Odisha-based mining contractor Mythri Infra has moved a petition in the High Court that could delay the auction of the Karlapat mines, the first bauxite deposit to be auctioned in the state.
According to sources,Vedanta, Anrak Aluminium, and steelmaker Jindal Steel and Power Ltd and Jagannath Universal (which shares directors with Sarda Mines)have placed bids. Mythri,while failing to submit an online bid,had tendered a physical one,while Aditya Birla’s aluminum companies have chosen not to participate.
Bauxite mines have always been controversial for the Naveen Patnaik government that got particularly bad press for trying to push mining at the Niyamgiri hilltop to feed Vedanta’s alumina refinery in Lanjigarh in the southern Odisha district of Kalahandi.
The auction of Karlapat is being met with resistance from the most unexpected quarters though — from Anil Agarwal’s bauxite-strapped Vedanta. Despite its long wait for captive raw material, last month the company wrote to the Director of Mines seeking a deferment of the auction.
In the letter sent on 17 Aug’21, the company’s head of Odisha mines, Amit Jain, expressed concern over the yet-to-be-notified Eco-Sensitive Zone (ESZ) of the Karlapat Wildlife Sanctuary, at a distance of 1.5 km from the proposed mine. As per the Ministry of Environment, Forest and Climate Change(MoEF&CC) notification of 31 Jul’13, the default buffer zone for areas whose ESZ has not been delineated is to be 10 km.

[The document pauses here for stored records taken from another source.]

//! Bitcoin signed-message verification
//!
//! Clients prove control of an address by signing a text message with the
//! key behind it, in the format wallets call "sign message":
//!
//! - digest: `SHA256d(varstr("Bitcoin Signed Message:\n") || varstr(message))`
//! - signature: base64 of 65 bytes, `header || r || s`, where
//!   `header = 27 + recovery_id (+ 4 when the key is compressed)`
//!
//! Verification recovers the public key, re-derives the address with the
//! claimed address' version byte and compares HASH160s.

use k256::ecdsa::{RecoveryId, Signature, SigningKey, VerifyingKey};

use crate::address::{Address, AddressVersion};
use crate::crypto::{constant_time_eq, from_base64, sha256d, to_base64};

const MESSAGE_MAGIC: &str = "Bitcoin Signed Message:\n";
const COMPACT_SIGNATURE_LENGTH: usize = 65;
const HEADER_BASE: u8 = 27;
const HEADER_COMPRESSED: u8 = 4;

/// Reasons a signature cannot be checked at all.
#[derive(Debug, Clone, PartialEq, Eq, thiserror::Error)]
pub enum SignatureError {
    #[error("signature is not valid base64")]
    Encoding,

    #[error("signature must be 65 bytes, got {0}")]
    Length(usize),

    #[error("invalid signature header byte {0}")]
    Header(u8),

    #[error("signature scalars are out of range")]
    Malformed,

    #[error("public key recovery failed")]
    Recovery,
}

/// Digest a wallet signs for `message`.
pub fn message_digest(message: &str) -> [u8; 32] {
    let mut data = Vec::with_capacity(MESSAGE_MAGIC.len() + message.len() + 10);
    write_varstr(&mut data, MESSAGE_MAGIC.as_bytes());
    write_varstr(&mut data, message.as_bytes());
    sha256d(&data)
}

/// `true` when `signature` over `message` was made by the key behind `address`.
///
/// Malformed input of any kind yields `false`.
pub fn verify_message(address: &Address, message: &str, signature: &str) -> bool {
    recover_signer(message, signature, address.version())
        .map(|signer| constant_time_eq(&signer.hash160(), &address.hash160()))
        .unwrap_or(false)
}

/// Recover the address that produced `signature` over `message`.
pub fn recover_signer(
    message: &str,
    signature: &str,
    version: AddressVersion,
) -> Result<Address, SignatureError> {
    let bytes = from_base64(signature.trim()).map_err(|_| SignatureError::Encoding)?;
    if bytes.len() != COMPACT_SIGNATURE_LENGTH {
        return Err(SignatureError::Length(bytes.len()));
    }

    let header = bytes[0];
    if !(HEADER_BASE..HEADER_BASE + 8).contains(&header) {
        return Err(SignatureError::Header(header));
    }
    let compressed = header >= HEADER_BASE + HEADER_COMPRESSED;
    let mut recovery_id = RecoveryId::from_byte((header - HEADER_BASE) & 3)
        .ok_or(SignatureError::Header(header))?;

    let mut signature = Signature::from_slice(&bytes[1..]).map_err(|_| SignatureError::Malformed)?;
    // High-S signatures are valid on the wire; normalizing negates the
    // nonce point, so the y parity flips with it.
    if let Some(normalized) = signature.normalize_s() {
        signature = normalized;
        recovery_id = RecoveryId::new(!recovery_id.is_y_odd(), recovery_id.is_x_reduced());
    }

    let digest = message_digest(message);
    let key = VerifyingKey::recover_from_prehash(&digest, &signature, recovery_id)
        .map_err(|_| SignatureError::Recovery)?;

    Ok(address_of_key(&key, version, compressed))
}

/// Sign `message` the way a wallet would, returning the base64 signature.
pub fn sign_message(
    key: &SigningKey,
    message: &str,
    compressed: bool,
) -> Result<String, SignatureError> {
    let digest = message_digest(message);
    let (signature, recovery_id) = key
        .sign_prehash_recoverable(&digest)
        .map_err(|_| SignatureError::Malformed)?;

    let mut header = HEADER_BASE + recovery_id.to_byte();
    if compressed {
        header += HEADER_COMPRESSED;
    }

    let mut bytes = Vec::with_capacity(COMPACT_SIGNATURE_LENGTH);
    bytes.push(header);
    bytes.extend_from_slice(&signature.to_bytes());
    Ok(to_base64(&bytes))
}

/// Address of a verifying key.
pub fn address_of_key(key: &VerifyingKey, version: AddressVersion, compressed: bool) -> Address {
    let point = key.to_encoded_point(compressed);
    Address::from_public_key(point.as_bytes(), version)
}

fn write_varstr(buf: &mut Vec<u8>, data: &[u8]) {
    let len = data.len() as u64;
    match len {
        0..=0xfc => buf.push(len as u8),
        0xfd..=0xffff => {
            buf.push(0xfd);
            buf.extend_from_slice(&(len as u16).to_le_bytes());
        }
        0x1_0000..=0xffff_ffff => {
            buf.push(0xfe);
            buf.extend_from_slice(&(len as u32).to_le_bytes());
        }
        _ => {
            buf.push(0xff);
            buf.extend_from_slice(&len.to_le_bytes());
        }
    }
    buf.extend_from_slice(data);
}
//! Wiring of handler, service, observer and engine.
//!
//! A [`RelightContext`] is built once per host and shared behind an `Arc`.
//! It owns the periodic background tasks and tears everything down in order
//! on [`RelightContext::shutdown`].

use std::sync::atomic::{AtomicBool, Ordering};
use std::sync::{Arc, Mutex, MutexGuard};

use log::{info, warn};

use crate::code::ResultCode;
use crate::config::EngineConfig;
use crate::engine::{LightEngine, TickReport};
use crate::error::{RelightResult, ServiceError};
use crate::handler::Handler;
use crate::light::{BlockPos, LightFlags, LightLevel, WorldId};
use crate::observer::ChunkObserver;
use crate::policy::{EditPolicy, SendPolicy};
use crate::request::Callback;
use crate::service::{BackgroundService, ScheduledTask, ThreadPoolService};

/// Entry point for hosts.
pub struct RelightContext {
    config: EngineConfig,
    handler: Arc<dyn Handler>,
    service: Arc<dyn BackgroundService>,
    observer: Arc<ChunkObserver>,
    engine: Arc<LightEngine>,
    tasks: Mutex<Vec<ScheduledTask>>,
    shut_down: AtomicBool,
}

impl RelightContext {
    /// Validates `config` and wires the components together. Nothing runs until [`RelightContext::start`].
    pub fn new(
        config: EngineConfig,
        handler: Arc<dyn Handler>,
        service: Arc<dyn BackgroundService>,
    ) -> RelightResult<Self> {
        config.validate()?;
        let observer = Arc::new(ChunkObserver::new(Arc::clone(&handler)));
        let engine = Arc::new(LightEngine::new(
            &config,
            Arc::clone(&handler),
            Arc::clone(&service),
            Arc::clone(&observer),
        ));
        Ok(Self {
            config,
            handler,
            service,
            observer,
            engine,
            tasks: Mutex::new(Vec::new()),
            shut_down: AtomicBool::new(false),
        })
    }

    /// Like [`RelightContext::new`] with a [`ThreadPoolService`] sized from `config`.
    ///
    /// The calling thread becomes the host thread.
    pub fn with_thread_pool(config: EngineConfig, handler: Arc<dyn Handler>) -> RelightResult<Self> {
        config.validate()?;
        let service = ThreadPoolService::with_queue_capacity(config.core_pool_size, config.worker_queue_capacity)?;
        Self::new(config, handler, Arc::new(service))
    }

    fn tasks(&self) -> MutexGuard<'_, Vec<ScheduledTask>> {
        self.tasks.lock().unwrap_or_else(|poisoned| {
            warn!("relight context: recovered poisoned lock");
            poisoned.into_inner()
        })
    }

    /// Schedules the periodic queue drain and observer flush. Calling it again is a no-op.
    pub fn start(&self) -> RelightResult<()> {
        if self.is_shut_down() {
            return Err(ServiceError::ShutDown.into());
        }
        let mut tasks = self.tasks();
        if !tasks.is_empty() {
            return Ok(());
        }

        let engine = Arc::clone(&self.engine);
        let engine_period = self.config.engine_period();
        tasks.push(self.service.schedule_with_fixed_delay(
            "engine",
            engine_period,
            engine_period,
            Arc::new(move || {
                engine.run_tick();
            }),
        )?);

        let observer = Arc::clone(&self.observer);
        let observer_period = self.config.observer_period();
        tasks.push(self.service.schedule_with_fixed_delay(
            "observer",
            observer_period,
            observer_period,
            Arc::new(move || {
                observer.flush();
            }),
        )?);

        info!(
            "relight started: engine every {} ms, observer every {} ms, relight policy {}",
            engine_period.as_millis(),
            observer_period.as_millis(),
            self.config.relight_policy.name()
        );
        Ok(())
    }

    /// Must be called once per host tick from the host thread.
    pub fn host_tick(&self) {
        self.service.heartbeat();
        self.engine.on_host_tick();
    }

    /// Sets block light at `pos`, deferring every stage.
    pub fn set_light_level(&self, world: WorldId, pos: BlockPos, level: LightLevel) -> ResultCode {
        self.set_light_level_with(
            world,
            pos,
            level,
            LightFlags::BLOCK,
            EditPolicy::Deferred,
            SendPolicy::Deferred,
            None,
        )
    }

    /// Sets light at `pos` with explicit kinds, policies and callback.
    #[allow(clippy::too_many_arguments)]
    pub fn set_light_level_with(
        &self,
        world: WorldId,
        pos: BlockPos,
        level: LightLevel,
        kinds: LightFlags,
        edit: EditPolicy,
        send: SendPolicy,
        callback: Option<Callback>,
    ) -> ResultCode {
        if self.is_shut_down() {
            return ResultCode::Failed;
        }
        self.engine.set_light_level(world, pos, level, kinds, edit, send, callback)
    }

    /// Reads a light value, or `None` if the world is unavailable.
    #[must_use]
    pub fn get_light_level(&self, world: WorldId, pos: BlockPos, kinds: LightFlags) -> Option<LightLevel> {
        self.engine.get_light_level(world, pos, kinds)
    }

    /// Writes a raw value without recalculating or sending.
    pub fn set_raw_light_level(&self, world: WorldId, pos: BlockPos, level: LightLevel, kinds: LightFlags) -> ResultCode {
        self.engine.set_raw_light_level(world, pos, level, kinds)
    }

    /// Recalculates lighting around `pos` immediately.
    pub fn recalculate_lighting(&self, world: WorldId, pos: BlockPos, kinds: LightFlags) -> ResultCode {
        self.engine.recalculate_lighting(world, pos, kinds)
    }

    /// Drains the queues once on the calling thread.
    pub fn run_tick(&self) -> TickReport {
        self.engine.run_tick()
    }

    /// Flushes the observer on the calling thread.
    pub fn flush(&self) -> usize {
        self.observer.flush()
    }

    /// Active configuration.
    #[must_use]
    pub const fn config(&self) -> &EngineConfig {
        &self.config
    }

    /// The engine.
    #[must_use]
    pub fn engine(&self) -> &Arc<LightEngine> {
        &self.engine
    }

    /// The observer.
    #[must_use]
    pub fn observer(&self) -> &Arc<ChunkObserver> {
        &self.observer
    }

    /// The handler.
    #[must_use]
    pub fn handler(&self) -> &Arc<dyn Handler> {
        &self.handler
    }

    /// The background service.
    #[must_use]
    pub fn service(&self) -> &Arc<dyn BackgroundService> {
        &self.service
    }

    /// Returns true once [`RelightContext::shutdown`] has run.
    #[must_use]
    pub fn is_shut_down(&self) -> bool {
        self.shut_down.load(Ordering::Acquire)
    }

    /// Stops background tasks, runs every queued request, flushes and stops the service.
    ///
    /// Idempotent. Must not be called from inside a scheduled task.
    pub fn shutdown(&self) {
        if self.shut_down.swap(true, Ordering::AcqRel) {
            return;
        }
        let tasks = std::mem::take(&mut *self.tasks());
        for task in tasks {
            task.cancel();
        }
        let drained = self.engine.shutdown();
        self.observer.shutdown();
        self.service.shutdown();
        info!("relight shut down ({drained} requests drained)");
    }
}

impl Drop for RelightContext {
    fn drop(&mut self) {
        self.shutdown();
    }
}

The final notification awaits MoEF&CC approval, said, senior state officials. The state’s draft proposal, seen by SteelMint, recommends an ESZ of zero to 10 km. The rationale for making the southern boundary of the protected area coterminous was the presence of bauxite which the state’s Odisha Mineral Exploration Corporation Ltd (OMECL) had been tasked to explore. Officials speaking on condition of anonymity pointed to the Chandaka-Dampara Wildlife Sanctuary whose ESZ is also zero where the sanctuary meets the capital city of Bhubaneswar.
Vedanta’s letter, however, raises the more pressing matter of the average sale price (ASP) that will decide how much the successful bidder pays in premium as well as in royalty and other mineral taxes. “We would also like to inform you that the Ministry of Mines, GoI has formed a committee, vide Office Memorandum dated 6 Apr’21, to examine and rectify various issues in the ASP determined as per the Minerals (Other than Atomic and Hydrocarbons Energy Minerals) Concession Rules, 2016 and the stakeholder consultation is also completed for the same,” said the letter. Similar presentations were also made by FICCI, Aluminium Association of India and Mythri Infra.
Odisha’s attempts at exploiting its eastern ghat bauxite deposits in the past, have met with fierce resistance from the local population culminating in the Supreme Court’s landmark Niyamgiri judgment. The state government, however, seems to have had relatively better success at pushing bauxite and aluminum projects in the recent past. Odisha Mining Corporation, which once dismissed its bauxite claims, including to Karlapat, choosing to focus instead on the more lucrative iron ore, now proposes to double production from 3 mntpa to 6 mntpa at Kodingamali. Mythri Infra is a contractor at this mine developed only a few years ago.
Kodingamali’s ore should have come as a big relief to Vedanta’s operations at Lanjigarh if it wasn’t for the high base price (set at INR 2,011/tonne (t) for ore auctioned in Mar’21). Vedanta has challenged this in the court and has been picking up ore at INR 1,000/t under a High Court order and against a bond until the case is finally decided. Industry sources expect the pricing mechanism to be arrived at soon, hopefully before the auction.